Jim, by hovering do you mean a high AOA into the wing and the plane stays in place or flies backwards or do you mean a grossly over powered Lazy Bee with barn door ailerons in a Vert. 3D type hover? When I was learning to fly I assumed that you didn't fly on windy days but the instructor(Pete) said "oh yeah". Later when the wind got up even more he took the trainer over and showed me how to fly backwards. I now do not fear the wind, maybe even when I should. :) mk

Reply to
MJKolodziej

our wind seems almost binary. It is either blowing LESS than

10mph OR it's over 20mph and gust to iirc for '08 the best our airport recorded was a 80mph gust. But I could be wrong, I do know that I'm not skeered of roofing my house in 20-30mph wind. Anything over 30 and you can forget it the gusts are an easy 40mph.

currently at 0911 temp is 39.9F wind is W15 wind chill is 32F humidity is 54% dew point is 25F low was 31F gust was W32

This is a pretty mild for us.

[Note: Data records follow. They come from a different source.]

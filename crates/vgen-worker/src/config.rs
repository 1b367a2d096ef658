//! Worker configuration.

use std::path::PathBuf;
use std::time::Duration;

/// Worker configuration.
#[derive(Debug, Clone)]
pub struct WorkerConfig {
    /// Maximum jobs running at once on this worker
    pub max_concurrent_jobs: usize,
    /// Scratch space; each job gets `{work_dir}/{job_id}`
    pub work_dir: PathBuf,
    /// Rendered videos are written here as `{job_id}.mp4`
    pub output_dir: PathBuf,
    /// Wait between SIGTERM and SIGKILL for tracked processes
    pub kill_grace_period: Duration,
    /// Upper bound on one render
    pub render_timeout: Duration,
    /// Rendered frame size
    pub video_width: u32,
    pub video_height: u32,
    /// Terminal jobs are evicted from memory after this long
    pub retention: Duration,
    /// Progress events kept per job
    pub history_limit: usize,
    /// Queue poll interval
    pub poll_interval: Duration,
    /// Maintenance pass interval
    pub maintenance_interval: Duration,
    /// Dispatched entries without a heartbeat for this long are reaped
    pub stale_threshold: Duration,
    /// Reaped entries are requeued until they reach this retry count
    pub max_retries: u32,
    /// Delay before a requeued entry becomes eligible again
    pub retry_delay: Duration,
    /// Upper bound on entries fetched per poll
    pub batch_size: usize,
    /// Graceful shutdown timeout
    pub shutdown_timeout: Duration,
}

impl Default for WorkerConfig {
    fn default() -> Self {
        Self {
            max_concurrent_jobs: 2,
            work_dir: PathBuf::from("/tmp/vgen/work"),
            output_dir: PathBuf::from("/tmp/vgen/output"),
            kill_grace_period: Duration::from_secs(5),
            render_timeout: Duration::from_secs(1800),
            video_width: 1280,
            video_height: 720,
            retention: Duration::from_secs(3600),
            history_limit: 256,
            poll_interval: Duration::from_secs(2),
            maintenance_interval: Duration::from_secs(30),
            stale_threshold: Duration::from_secs(300), // 5 minutes
            max_retries: 3,
            retry_delay: Duration::from_secs(30),
            batch_size: 8,
            shutdown_timeout: Duration::from_secs(30),
        }
    }
}

impl WorkerConfig {
    /// Create config from environment variables.
    pub fn from_env() -> Self {
        let defaults = Self::default();
        Self {
            max_concurrent_jobs: std::env::var("WORKER_MAX_JOBS")
                .ok()
                .and_then(|s| s.parse().ok())
                .filter(|n| *n > 0)
                .unwrap_or(defaults.max_concurrent_jobs),
            work_dir: std::env::var("WORKER_WORK_DIR")
                .map(PathBuf::from)
                .unwrap_or(defaults.work_dir),
            output_dir: std::env::var("WORKER_OUTPUT_DIR")
                .map(PathBuf::from)
                .unwrap_or(defaults.output_dir),
            kill_grace_period: Duration::from_secs(
                std::env::var("WORKER_KILL_GRACE_SECS")
                    .ok()
                    .and_then(|s| s.parse().ok())
                    .unwrap_or(5),
            ),
            render_timeout: Duration::from_secs(
                std::env::var("WORKER_RENDER_TIMEOUT")
                    .ok()
                    .and_then(|s| s.parse().ok())
                    .unwrap_or(1800),
            ),
            video_width: std::env::var("VIDEO_WIDTH")
                .ok()
                .and_then(|s| s.parse().ok())
                .unwrap_or(defaults.video_width),
            video_height: std::env::var("VIDEO_HEIGHT")
                .ok()
                .and_then(|s| s.parse().ok())
                .unwrap_or(defaults.video_height),
            retention: Duration::from_secs(
                std::env::var("WORKER_JOB_RETENTION_SECS")
                    .ok()
                    .and_then(|s| s.parse().ok())
                    .unwrap_or(3600),
            ),
            history_limit: std::env::var("WORKER_HISTORY_LIMIT")
                .ok()
                .and_then(|s| s.parse().ok())
                .unwrap_or(defaults.history_limit),
            poll_interval: Duration::from_millis(
                std::env::var("QUEUE_POLL_INTERVAL_MS")
                    .ok()
                    .and_then(|s| s.parse().ok())
                    .unwrap_or(2000),
            ),
            maintenance_interval: Duration::from_secs(
                std::env::var("QUEUE_MAINTENANCE_INTERVAL_SECS")
                    .ok()
                    .and_then(|s| s.parse().ok())
                    .unwrap_or(30),
            ),
            stale_threshold: Duration::from_secs(
                std::env::var("QUEUE_STALE_THRESHOLD_SECS")
                    .ok()
                    .and_then(|s| s.parse().ok())
                    .unwrap_or(300),
            ),
            max_retries: std::env::var("QUEUE_MAX_RETRIES")
                .ok()
                .and_then(|s| s.parse().ok())
                .unwrap_or(defaults.max_retries),
            retry_delay: Duration::from_secs(
                std::env::var("QUEUE_RETRY_DELAY_SECS")
                    .ok()
                    .and_then(|s| s.parse().ok())
                    .unwrap_or(30),
            ),
            batch_size: std::env::var("QUEUE_BATCH_SIZE")
                .ok()
                .and_then(|s| s.parse().ok())
                .filter(|n| *n > 0)
                .unwrap_or(defaults.batch_size),
            shutdown_timeout: Duration::from_secs(
                std::env::var("WORKER_SHUTDOWN_TIMEOUT")
                    .ok()
                    .and_then(|s| s.parse().ok())
                    .unwrap_or(30),
            ),
        }
    }
}

#[cfg(test)]
mod tests {
    use super::*;

    #[test]
    fn test_defaults_keep_heartbeats_inside_stale_window() {
        let config = WorkerConfig::default();
        assert!(config.maintenance_interval < config.stale_threshold);
        assert!(config.max_concurrent_jobs > 0);
    }
}
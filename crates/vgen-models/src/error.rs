//! Model error types.

use thiserror::Error;

use crate::job::JobState;

pub type ModelResult<T> = Result<T, ModelError>;

#[derive(Debug, Clone, PartialEq, Eq, Error)]
pub enum ModelError {
    #[error("Invalid state transition: {from} -> {to}")]
    InvalidTransition { from: JobState, to: JobState },

    #[error("Invalid request: {0}")]
    Validation(String),
}

impl ModelError {
    pub fn validation(msg: impl Into<String>) -> Self {
        Self::Validation(msg.into())
    }
}
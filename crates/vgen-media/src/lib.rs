//! Subprocess plumbing for the generation pipeline.
//!
//! This crate provides:
//! - A registry of OS processes spawned on behalf of jobs
//! - A tracked process runner with cancellation and timeouts
//! - Type-safe FFmpeg command building and `-progress pipe:2` parsing
//! - The slideshow renderer used by the export stage

pub mod command;
pub mod error;
pub mod progress;
pub mod registry;
pub mod render;
pub mod runner;

pub use command::{check_ffmpeg, FfmpegCommand};
pub use error::{MediaError, MediaResult};
pub use progress::FfmpegProgress;
pub use registry::{KillOutcome, ProcessRegistry, DEFAULT_GRACE_PERIOD};
pub use render::{validate_export_request, RenderContext, RenderProgress, Renderer, SlideshowRenderer};
pub use runner::{ProcessOutput, ProcessRunner, ProcessSpec};
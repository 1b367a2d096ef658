//! Per-job subscriber channels.
//!
//! Each subscriber gets its own unbounded channel registered under the job
//! id. The registry lock covers only map mutation; items are pushed into the
//! channels after the lock is released. A [`Subscription`] ends itself after
//! yielding a terminal item and unregisters on drop, so no channel outlives
//! its reader or its job.

use std::collections::HashMap;
use std::pin::Pin;
use std::sync::atomic::{AtomicU64, Ordering};
use std::sync::{Arc, Mutex, MutexGuard};
use std::task::{Context, Poll};

use futures_util::Stream;
use tokio::sync::mpsc;
use tracing::debug;

use vgen_models::{ExportJob, JobId, JobSnapshot};

/// Items that can mark the end of a job's stream.
pub trait Terminal {
    fn is_terminal(&self) -> bool;
}

impl Terminal for JobSnapshot {
    fn is_terminal(&self) -> bool {
        self.state.is_terminal()
    }
}

impl Terminal for ExportJob {
    fn is_terminal(&self) -> bool {
        self.status.is_terminal()
    }
}

type Channels<T> = HashMap<JobId, HashMap<u64, mpsc::UnboundedSender<T>>>;

struct Inner<T> {
    channels: Mutex<Channels<T>>,
    next_id: AtomicU64,
}

impl<T> Inner<T> {
    fn lock(&self) -> MutexGuard<'_, Channels<T>> {
        self.channels
            .lock()
            .unwrap_or_else(|poisoned| poisoned.into_inner())
    }

    fn remove(&self, job_id: &JobId, id: u64) {
        let mut channels = self.lock();
        if let Some(subscribers) = channels.get_mut(job_id) {
            subscribers.remove(&id);
            if subscribers.is_empty() {
                channels.remove(job_id);
            }
        }
    }
}

/// Fan-out of per-job updates to any number of subscribers.
pub struct Broadcaster<T> {
    inner: Arc<Inner<T>>,
}

impl<T> Clone for Broadcaster<T> {
    fn clone(&self) -> Self {
        Self {
            inner: Arc::clone(&self.inner),
        }
    }
}

impl<T: Clone + Send + 'static> Default for Broadcaster<T> {
    fn default() -> Self {
        Self::new()
    }
}

impl<T: Clone + Send + 'static> Broadcaster<T> {
    pub fn new() -> Self {
        Self {
            inner: Arc::new(Inner {
                channels: Mutex::new(HashMap::new()),
                next_id: AtomicU64::new(1),
            }),
        }
    }

    /// Register a channel for `job_id` whose first item is `initial`.
    ///
    /// When `initial` is terminal the channel is never registered and the
    /// subscription yields exactly that one item.
    pub fn subscribe(&self, job_id: &JobId, initial: T) -> Subscription<T>
    where
        T: Terminal,
    {
        let (tx, rx) = mpsc::unbounded_channel();
        let terminal = initial.is_terminal();
        // Receiver is alive, so this cannot fail.
        let _ = tx.send(initial);

        if terminal {
            return Subscription {
                rx,
                registration: None,
                done: false,
            };
        }

        let id = self.inner.next_id.fetch_add(1, Ordering::Relaxed);
        self.inner
            .lock()
            .entry(job_id.clone())
            .or_default()
            .insert(id, tx);
        debug!(job_id = %job_id, subscriber = id, "Subscriber registered");

        Subscription {
            rx,
            registration: Some(Registration {
                inner: Arc::clone(&self.inner),
                job_id: job_id.clone(),
                id,
            }),
            done: false,
        }
    }

    /// Deliver `item` to every subscriber of `job_id`.
    ///
    /// Callers publish one job's items from a single serialized context so
    /// they arrive in production order. Returns the number of live receivers.
    pub fn publish(&self, job_id: &JobId, item: &T) -> usize {
        let senders: Vec<(u64, mpsc::UnboundedSender<T>)> = {
            let channels = self.inner.lock();
            match channels.get(job_id) {
                Some(subscribers) => subscribers
                    .iter()
                    .map(|(id, tx)| (*id, tx.clone()))
                    .collect(),
                None => return 0,
            }
        };

        let mut delivered = 0;
        for (id, tx) in senders {
            if tx.send(item.clone()).is_ok() {
                delivered += 1;
            } else {
                self.inner.remove(job_id, id);
            }
        }
        delivered
    }

    /// Drop every channel for `job_id`. Readers drain what was already sent.
    pub fn close(&self, job_id: &JobId) {
        if let Some(subscribers) = self.inner.lock().remove(job_id) {
            debug!(job_id = %job_id, count = subscribers.len(), "Closed subscriber channels");
        }
    }

    pub fn subscriber_count(&self, job_id: &JobId) -> usize {
        self.inner.lock().get(job_id).map_or(0, HashMap::len)
    }

    /// Jobs that currently have at least one registered channel.
    pub fn job_count(&self) -> usize {
        self.inner.lock().len()
    }
}

struct Registration<T> {
    inner: Arc<Inner<T>>,
    job_id: JobId,
    id: u64,
}

impl<T> Drop for Registration<T> {
    fn drop(&mut self) {
        self.inner.remove(&self.job_id, self.id);
    }
}

/// Stream of updates for one job.
///
/// Ends after the first terminal item, or when the broadcaster closes the
/// job's channels. Dropping it early unregisters the channel.
pub struct Subscription<T> {
    rx: mpsc::UnboundedReceiver<T>,
    registration: Option<Registration<T>>,
    done: bool,
}

impl<T> Unpin for Subscription<T> {}

impl<T> Subscription<T> {
    fn finish(&mut self) {
        self.done = true;
        self.registration = None;
        self.rx.close();
    }
}

impl<T: Terminal> Stream for Subscription<T> {
    type Item = T;

    fn poll_next(self: Pin<&mut Self>, cx: &mut Context<'_>) -> Poll<Option<T>> {
        let this = self.get_mut();
        if this.done {
            return Poll::Ready(None);
        }
        match this.rx.poll_recv(cx) {
            Poll::Ready(Some(item)) => {
                if item.is_terminal() {
                    this.finish();
                }
                Poll::Ready(Some(item))
            }
            Poll::Ready(None) => {
                this.finish();
                Poll::Ready(None)
            }
            Poll::Pending => Poll::Pending,
        }
    }
}

#[cfg(test)]
mod tests {
    use super::*;
    use futures_util::StreamExt;

    #[derive(Debug, Clone, PartialEq)]
    struct Tick {
        n: u32,
        last: bool,
    }

    impl Terminal for Tick {
        fn is_terminal(&self) -> bool {
            self.last
        }
    }

    fn tick(n: u32) -> Tick {
        Tick { n, last: false }
    }

    #[tokio::test]
    async fn test_stream_ends_after_terminal_item() {
        let broadcaster = Broadcaster::new();
        let job = JobId::from_string("job-1");
        let mut sub = broadcaster.subscribe(&job, tick(0));

        broadcaster.publish(&job, &tick(1));
        broadcaster.publish(&job, &Tick { n: 2, last: true });
        broadcaster.publish(&job, &tick(3));

        let items: Vec<u32> = (&mut sub).map(|t| t.n).collect().await;
        assert_eq!(items, vec![0, 1, 2]);
        assert_eq!(broadcaster.subscriber_count(&job), 0);
        assert_eq!(broadcaster.job_count(), 0);
    }

    #[tokio::test]
    async fn test_terminal_initial_yields_one_item() {
        let broadcaster = Broadcaster::new();
        let job = JobId::from_string("job-done");
        let sub = broadcaster.subscribe(&job, Tick { n: 9, last: true });
        assert_eq!(broadcaster.subscriber_count(&job), 0);

        let items: Vec<Tick> = sub.collect().await;
        assert_eq!(items.len(), 1);
    }

    #[tokio::test]
    async fn test_drop_unregisters() {
        let broadcaster = Broadcaster::new();
        let job = JobId::from_string("job-2");
        let a = broadcaster.subscribe(&job, tick(0));
        let b = broadcaster.subscribe(&job, tick(0));
        assert_eq!(broadcaster.subscriber_count(&job), 2);

        drop(a);
        assert_eq!(broadcaster.subscriber_count(&job), 1);
        assert_eq!(broadcaster.publish(&job, &tick(1)), 1);

        drop(b);
        assert_eq!(broadcaster.job_count(), 0);
        assert_eq!(broadcaster.publish(&job, &tick(2)), 0);
    }

    #[tokio::test]
    async fn test_close_ends_streams() {
        let broadcaster = Broadcaster::new();
        let job = JobId::from_string("job-3");
        let mut sub = broadcaster.subscribe(&job, tick(0));
        broadcaster.publish(&job, &tick(1));
        broadcaster.close(&job);

        assert_eq!(sub.next().await.map(|t| t.n), Some(0));
        assert_eq!(sub.next().await.map(|t| t.n), Some(1));
        assert_eq!(sub.next().await, None);
    }

    #[tokio::test]
    async fn test_jobs_are_isolated() {
        let broadcaster = Broadcaster::new();
        let a = JobId::from_string("a");
        let b = JobId::from_string("b");
        let mut sub_a = broadcaster.subscribe(&a, tick(0));

        broadcaster.publish(&b, &tick(100));
        broadcaster.publish(&a, &Tick { n: 1, last: true });

        let items: Vec<u32> = (&mut sub_a).map(|t| t.n).collect().await;
        assert_eq!(items, vec![0, 1]);
    }
}
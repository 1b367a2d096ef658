//! Queue error types.

use thiserror::Error;

pub type QueueResult<T> = Result<T, QueueError>;

#[derive(Debug, Error)]
pub enum QueueError {
    #[error("Connection failed: {0}")]
    ConnectionFailed(String),

    #[error("Queue store unavailable: {0}")]
    Unavailable(String),

    #[error("Entry not found: {0}")]
    EntryNotFound(String),

    #[error("Redis error: {0}")]
    Redis(#[from] redis::RedisError),

    #[error("JSON error: {0}")]
    Json(#[from] serde_json::Error),
}

impl QueueError {
    pub fn connection_failed(msg: impl Into<String>) -> Self {
        Self::ConnectionFailed(msg.into())
    }

    pub fn not_found(entry_id: impl Into<String>) -> Self {
        Self::EntryNotFound(entry_id.into())
    }
}
//! Error types for media and subprocess operations.

use thiserror::Error;

/// Result type for media operations.
pub type MediaResult<T> = Result<T, MediaError>;

/// Errors that can occur while running external processes.
#[derive(Debug, Error)]
pub enum MediaError {
    #[error("{0} not found in PATH")]
    BinaryNotFound(String),

    #[error("{name} failed: {message}")]
    ProcessFailed {
        name: String,
        message: String,
        stderr: Option<String>,
        exit_code: Option<i32>,
    },

    #[error("Failed to signal process {pid}: {message}")]
    Signal { pid: u32, message: String },

    #[error("Operation cancelled")]
    Cancelled,

    #[error("Operation timed out after {0} seconds")]
    Timeout(u64),

    #[error("Invalid render input: {0}")]
    InvalidInput(String),

    #[error("Unsupported on this platform: {0}")]
    Unsupported(String),

    #[error("IO error: {0}")]
    Io(#[from] std::io::Error),

    #[error("Internal error: {0}")]
    Internal(String),
}

impl MediaError {
    /// Create a process failure error.
    pub fn process_failed(
        name: impl Into<String>,
        message: impl Into<String>,
        stderr: Option<String>,
        exit_code: Option<i32>,
    ) -> Self {
        Self::ProcessFailed {
            name: name.into(),
            message: message.into(),
            stderr,
            exit_code,
        }
    }

    /// Create an invalid input error.
    pub fn invalid_input(message: impl Into<String>) -> Self {
        Self::InvalidInput(message.into())
    }

    /// Create an internal error.
    pub fn internal(message: impl Into<String>) -> Self {
        Self::Internal(message.into())
    }

    pub fn is_cancelled(&self) -> bool {
        matches!(self, MediaError::Cancelled)
    }

    /// Exit diagnostics for a failed process, if any.
    pub fn diagnostics(&self) -> Option<String> {
        match self {
            MediaError::ProcessFailed {
                stderr, exit_code, ..
            } => {
                let code = exit_code
                    .map(|c| format!("exit code {c}"))
                    .unwrap_or_else(|| "terminated by signal".to_string());
                Some(match stderr {
                    Some(s) if !s.is_empty() => format!("{code}: {s}"),
                    _ => code,
                })
            }
            _ => None,
        }
    }
}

Last two years I've had winds hard enough to take out 30 to 40 sections on our wooden fence. I hate putting up fence in high winds...it makes keeping the fence post AND pouring the 60# of concrete difficult. ;^)

-- Keith

Reply to
Schiffner

"MJKolodziej" wrote

I mean flying level at 20 mph air speed, when the wind is blowing 22 mph. The result is flying backwards at 2 mph.

I have hovered a Bee in a torque roll, though. It had an almost new OS FP.15 on it.

That same engine is now about worn out. Hard to believe how long ago that was.

Reply to
Morgans

--------------

I used to perform figure eight maneuvers overhead with the nose pointed in the same direction all of the time using my wife's Falcon 56 with Fox .25 and a World Engines Blue Max radio operating REM. That was loads of fun.

Ed Cregger

Reply to
Ed Cregger

none of the above, and no others either. I have neither the time nor the resources to spend on the online forums.

I'm still juggling a full-time job, and all the aggravation that goes along with it. I do NOT have a high speed internet connection, and I still need my beauty sleep (witnesses available to corroborate this statement)

Reply to
Bob Cowell

----------

I know what you mean. Hang in there. Retirement is coming - one way or another. Don't ask.

I'll bet you I beat you on the Fuglyometer scale.

Ed Cregger

Reply to
Ed Cregger

well, what did you expect? it's more like the bubble is bursting. under the current conditions, the american ability to generate bullshit can no longer keep up with the civilized world's ability to debunk it. as a consequence of that, the steady stream of foreign intelligence and education that used to flow into america is now diminishing rapidly, and even reversing in some areas at times. the immediate result is that the average iq of the nation, which used to be determined by the real imported talent, is now dominated by the local "brainpower" and by the hordes of foreign barely literate idiots still believing that streets of san-francisco are paved with gold. needless to say, this paints an extremely depressing picture, to put it politely. usenet is just one victim of that process. it really comes as no surprise, that the average iq of the american population has dropped below the level needed to access usenet.

Reply to
kb

that's strange you should mention those specific two. while all turbojet work in the world was heavily based on the preliminary development done by germans, further american developments was borrowing heavily from both germans and russians. hard to say from which they borrowed more. the radar development, on the other hand, was rather "omnidirectional" at first (no pun intended), but what it became now is again borrowed from russians. the interesting fact is that while the american turbojet engines today are notably better that russian ones (at least in the civilian applications), the radar technology still lags behind russian one by at least a decade. i don't know what is the reason of that strange disparity.